Но не смотреть, не думать над всем тем, не искать объяснений он не может, потому что он художник, а поэтому действительность, впечатления от нее имеют особенную власть над его мыслями, чувствами, памятью. Для писателя, для серьезной литературы — после Толстого, Достоевского, Чехова — нравственная атмосфера революции не могла быть вопросом второстепенным, мелочным. Ни для Горького, ни для Горецкого.
Они могли ошибаться, но не смотреть в ту сторону, не разгадывать «неразгаданных» не могли.
И, как время засвидетельствовало, современный опыт (и вчерашний) нашей литературы — этот, такой взгляд в глубину человека был и остается обязанностью настоящей литературы.
***
В повести «Две души» (1918—1919) М. Горецкий пишет, рисует неожиданную для него романтизированную историю — как бы современный вариант твеновского «Принца и нищего». Обдиралович, помещик «среднего достатка», взял маленькому сыну, который остался без матери, кормилицу, «тихую, молчаливую и послушную бабу». А та умная и послушная взяла да и подменила детей: своего Василя называть стала Игнатиком, выдала за Игнатика, а помещичий Игнатик стал расти, как мужицкий сын.
Так и выросли: мужик стал прапорщиком, а помещичий сын — рабочим, большевиком, революционным бойцом.
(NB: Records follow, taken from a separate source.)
//! A single SQLite connection and the queries run through it
//!
//! A `Connection` is only ever used by one thread at a time. Statements are
//! prepared through rusqlite's per-connection statement cache, so each
//! connection keeps its own compiled queries and no two threads ever bind
//! parameters on the same statement.

use crate::core::types::{IVec3, Result};
use crate::storage::address::BlockAddress;
use crate::storage::store::StoreMeta;
use rusqlite::{params, OptionalExtension, Row, TransactionBehavior};
use std::path::Path;
use std::time::Duration;

const SCHEMA: &str = "
CREATE TABLE IF NOT EXISTS meta (
    id INTEGER PRIMARY KEY CHECK (id = 0),
    version INTEGER NOT NULL,
    block_size_po2 INTEGER NOT NULL,
    lod_count INTEGER NOT NULL,
    channel_mask INTEGER NOT NULL
);
CREATE TABLE IF NOT EXISTS voxel_blocks (
    x INTEGER NOT NULL,
    y INTEGER NOT NULL,
    z INTEGER NOT NULL,
    lod INTEGER NOT NULL,
    format_version INTEGER NOT NULL,
    flags INTEGER NOT NULL,
    data BLOB NOT NULL,
    PRIMARY KEY (x, y, z, lod)
);
CREATE TABLE IF NOT EXISTS instance_blocks (
    x INTEGER NOT NULL,
    y INTEGER NOT NULL,
    z INTEGER NOT NULL,
    lod INTEGER NOT NULL,
    data BLOB,
    PRIMARY KEY (x, y, z, lod)
);
";

const SELECT_VOXELS: &str =
    "SELECT data FROM voxel_blocks WHERE x = ?1 AND y = ?2 AND z = ?3 AND lod = ?4";
const UPSERT_VOXELS: &str = "INSERT OR REPLACE INTO voxel_blocks \
    (x, y, z, lod, format_version, flags, data) VALUES (?1, ?2, ?3, ?4, ?5, ?6, ?7)";
const SELECT_INSTANCES: &str =
    "SELECT data FROM instance_blocks WHERE x = ?1 AND y = ?2 AND z = ?3 AND lod = ?4";
const UPSERT_INSTANCES: &str =
    "INSERT OR REPLACE INTO instance_blocks (x, y, z, lod, data) VALUES (?1, ?2, ?3, ?4, ?5)";

/// State of an instance block row
#[derive(Clone, Debug, PartialEq, Eq)]
pub enum InstanceRow {
    /// No row was ever written for this address
    Missing,
    /// A row exists with a NULL blob
    Cleared,
    Stored(Vec<u8>),
}

/// One deferred write, already encoded
#[derive(Clone, Debug)]
pub enum BlockWrite {
    Voxels { address: BlockAddress, blob: Vec<u8> },
    /// `None` writes the NULL marker
    Instances { address: BlockAddress, blob: Option<Vec<u8>> },
}

/// Owned handle to the database file
pub struct Connection {
    conn: rusqlite::Connection,
}

impl Connection {
    /// Open a connection and make sure the schema exists
    pub fn open(path: &Path, busy_timeout: Duration) -> Result<Self> {
        let conn = rusqlite::Connection::open(path)?;
        conn.busy_timeout(busy_timeout)?;
        conn.pragma_update_and_check(None, "journal_mode", "WAL", |row| row.get::<_, String>(0))?;
        conn.pragma_update(None, "synchronous", "NORMAL")?;
        conn.execute_batch(SCHEMA)?;
        conn.set_prepared_statement_cache_capacity(16);
        Ok(Self { conn })
    }

    pub fn load_voxel_blob(&self, address: BlockAddress) -> Result<Option<Vec<u8>>> {
        let mut stmt = self.conn.prepare_cached(SELECT_VOXELS)?;
        let blob = stmt
            .query_row(key_params(address), |row| row.get::<_, Vec<u8>>(0))
            .optional()?;
        Ok(blob)
    }

    /// Point-query several addresses inside one read transaction
    pub fn load_voxel_blobs(&mut self, addresses: &[BlockAddress]) -> Result<Vec<Option<Vec<u8>>>> {
        let tx = self.conn.transaction()?;
        let mut blobs = Vec::with_capacity(addresses.len());
        {
            let mut stmt = tx.prepare_cached(SELECT_VOXELS)?;
            for &address in addresses {
                blobs.push(
                    stmt.query_row(key_params(address), |row| row.get::<_, Vec<u8>>(0))
                        .optional()?,
                );
            }
        }
        tx.commit()?;
        Ok(blobs)
    }

    pub fn load_instance_row(&self, address: BlockAddress) -> Result<InstanceRow> {
        let mut stmt = self.conn.prepare_cached(SELECT_INSTANCES)?;
        let row = stmt
            .query_row(key_params(address), |row| row.get::<_, Option<Vec<u8>>>(0))
            .optional()?;
        Ok(match row {
            None => InstanceRow::Missing,
            Some(None) => InstanceRow::Cleared,
            Some(Some(blob)) => InstanceRow::Stored(blob),
        })
    }

    /// Apply a group of writes as a single transaction
    pub fn write_blocks(&mut self, writes: &[BlockWrite]) -> Result<()> {
        let tx = self.conn.transaction_with_behavior(TransactionBehavior::Immediate)?;
        {
            let mut voxels = tx.prepare_cached(UPSERT_VOXELS)?;
            let mut instances = tx.prepare_cached(UPSERT_INSTANCES)?;
            for write in writes {
                match write {
                    BlockWrite::Voxels { address, blob } => {
                        let (version, flags) = (blob.first().copied(), blob.get(1).copied());
                        let c = address.coord;
                        voxels.execute(params![
                            c.x, c.y, c.z, address.lod, version, flags, blob
                        ])?;
                    }
                    BlockWrite::Instances { address, blob } => {
                        let c = address.coord;
                        instances.execute(params![c.x, c.y, c.z, address.lod, blob])?;
                    }
                }
            }
        }
        tx.commit()?;
        Ok(())
    }

    /// Every voxel row, for full dumps
    ///
    /// Rows whose key does not fit a [`BlockAddress`] are logged and skipped.
    pub fn all_voxel_blobs(&self) -> Result<Vec<(BlockAddress, Vec<u8>)>> {
        let mut stmt = self.conn.prepare("SELECT x, y, z, lod, data FROM voxel_blocks")?;
        let rows = stmt.query_map([], |row| Ok((read_key(row)?, row.get::<_, Vec<u8>>(4)?)))?;
        collect_valid(rows, "voxel_blocks")
    }

    /// Every instance row, NULL markers included
    ///
    /// Rows whose key does not fit a [`BlockAddress`] are logged and skipped.
    pub fn all_instance_rows(&self) -> Result<Vec<(BlockAddress, Option<Vec<u8>>)>> {
        let mut stmt = self.conn.prepare("SELECT x, y, z, lod, data FROM instance_blocks")?;
        let rows = stmt.query_map([], |row| {
            Ok((read_key(row)?, row.get::<_, Option<Vec<u8>>>(4)?))
        })?;
        collect_valid(rows, "instance_blocks")
    }

    pub fn load_meta(&self) -> Result<Option<StoreMeta>> {
        let meta = self
            .conn
            .query_row(
                "SELECT version, block_size_po2, lod_count, channel_mask FROM meta WHERE id = 0",
                [],
                |row| {
                    Ok(StoreMeta {
                        version: row.get(0)?,
                        block_size_po2: row.get(1)?,
                        lod_count: row.get(2)?,
                        channel_mask: row.get(3)?,
                    })
                },
            )
            .optional()?;
        Ok(meta)
    }

    pub fn save_meta(&self, meta: &StoreMeta) -> Result<()> {
        self.conn.execute(
            "INSERT OR REPLACE INTO meta (id, version, block_size_po2, lod_count, channel_mask) \
             VALUES (0, ?1, ?2, ?3, ?4)",
            params![meta.version, meta.block_size_po2, meta.lod_count, meta.channel_mask],
        )?;
        Ok(())
    }

    /// Close the underlying handle, reporting any failure
    pub fn close(self) -> Result<()> {
        self.conn.close().map_err(|(_, e)| e.into())
    }
}

fn key_params(address: BlockAddress) -> (i32, i32, i32, u8) {
    (address.coord.x, address.coord.y, address.coord.z, address.lod)
}

/// Raw key columns, widened so out-of-range values can be reported
fn read_key(row: &Row<'_>) -> rusqlite::Result<[i64; 4]> {
    Ok([row.get(0)?, row.get(1)?, row.get(2)?, row.get(3)?])
}

fn address_from_key(key: [i64; 4]) -> Option<BlockAddress> {
    let [x, y, z, lod] = key;
    Some(BlockAddress::from_coord(
        IVec3::new(i32::try_from(x).ok()?, i32::try_from(y).ok()?, i32::try_from(z).ok()?),
        u8::try_from(lod).ok()?,
    ))
}

fn collect_valid<T>(
    rows: impl Iterator<Item = rusqlite::Result<([i64; 4], T)>>,
    table: &str,
) -> Result<Vec<(BlockAddress, T)>> {
    let mut valid = Vec::new();
    for row in rows {
        let (key, data) = row?;
        match address_from_key(key) {
            Some(address) => valid.push((address, data)),
            None => log::warn!("Skipping {} row with invalid key {:?}", table, key),
        }
    }
    Ok(valid)
}

#[cfg(test)]
mod tests {
    use super::*;
    use tempfile::TempDir;

    fn open_temp() -> (TempDir, Connection) {
        let dir = TempDir::new().unwrap();
        let conn = Connection::open(&dir.path().join("blocks.sqlite"), Duration::from_secs(1)).unwrap();
        (dir, conn)
    }

    #[test]
    fn test_missing_rows() {
        let (_dir, conn) = open_temp();
        let addr = BlockAddress::new(0, 0, 0, 0);
        assert_eq!(conn.load_voxel_blob(addr).unwrap(), None);
        assert_eq!(conn.load_instance_row(addr).unwrap(), InstanceRow::Missing);
        assert_eq!(conn.load_meta().unwrap(), None);
    }

    #[test]
    fn test_write_and_read_back() {
        let (_dir, mut conn) = open_temp();
        let a = BlockAddress::new(1, -2, 3, 0);
        let b = BlockAddress::new(1, -2, 3, 1);

        conn.write_blocks(&[
            BlockWrite::Voxels { address: a, blob: vec![1, 0, 1, 0, 0, 0, 42] },
            BlockWrite::Instances { address: a, blob: None },
            BlockWrite::Instances { address: b, blob: Some(vec![7]) },
        ])
        .unwrap();

        assert_eq!(conn.load_voxel_blob(a).unwrap(), Some(vec![1, 0, 1, 0, 0, 0, 42]));
        assert_eq!(conn.load_voxel_blob(b).unwrap(), None);
        assert_eq!(conn.load_instance_row(a).unwrap(), InstanceRow::Cleared);
        assert_eq!(conn.load_instance_row(b).unwrap(), InstanceRow::Stored(vec![7]));

        let batch = conn.load_voxel_blobs(&[b, a]).unwrap();
        assert_eq!(batch[0], None);
        assert!(batch[1].is_some());

        assert_eq!(conn.all_voxel_blobs().unwrap().len(), 1);
        assert_eq!(conn.all_instance_rows().unwrap().len(), 2);
    }

    #[test]
    fn test_dump_skips_rows_with_invalid_keys() {
        let (_dir, mut conn) = open_temp();
        let good = BlockAddress::new(-3, 4, 5, 2);
        conn.write_blocks(&[
            BlockWrite::Voxels { address: good, blob: vec![1, 0, 0, 0, 0, 0] },
            BlockWrite::Instances { address: good, blob: None },
        ])
        .unwrap();
        conn.conn
            .execute_batch(
                "INSERT INTO voxel_blocks VALUES (0, 0, 0, 300, 1, 0, x'01');
                 INSERT INTO voxel_blocks VALUES (4294967296, 0, 0, 0, 1, 0, x'01');
                 INSERT INTO instance_blocks VALUES (0, 0, 0, -1, NULL);",
            )
            .unwrap();

        let voxels = conn.all_voxel_blobs().unwrap();
        assert_eq!(voxels.len(), 1);
        assert_eq!(voxels[0].0, good);

        let instances = conn.all_instance_rows().unwrap();
        assert_eq!(instances, vec![(good, None)]);
    }

    #[test]
    fn test_meta_roundtrip() {
        let (_dir, conn) = open_temp();
        let meta = StoreMeta { version: 1, block_size_po2: 4, lod_count: 8, channel_mask: 0b11 };
        conn.save_meta(&meta).unwrap();
        assert_eq!(conn.load_meta().unwrap(), Some(meta));
    }
}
Не будем долго останавливаться на художественности этой фактически первой (завершенной) повести М. Горецкого. Ни высокой простоты, ни чувства меры, ясности, столь характерной для большинства его рассказов, повестей — ничего этого в повести М. Горецкого «Две души» мы не найдем.
Стиль ее мог бы заинтересовать исследователя, но скорее всего в работе, в которой прослеживалось бы влияние М. Горецкого (кажется, очень сильное, продолжительное, и именно влияние повести «Две души») на Михася Зарецкого — автора «Цветка пожелтевшего» и «Стежек-дорожек». Михась Зарецкий, который столько времени поэтизировал, изучал, экспериментировал — и все вокруг парадокса «двух душ в одной душе», хотя и находился под сильным впечатлением от произведений прежде всего Достоевского, с его темой «двойничества», но, кажется, именно повесть М. Горецкого послужила для него ключом к «новому», «белорусскому» прочтению Достоевского.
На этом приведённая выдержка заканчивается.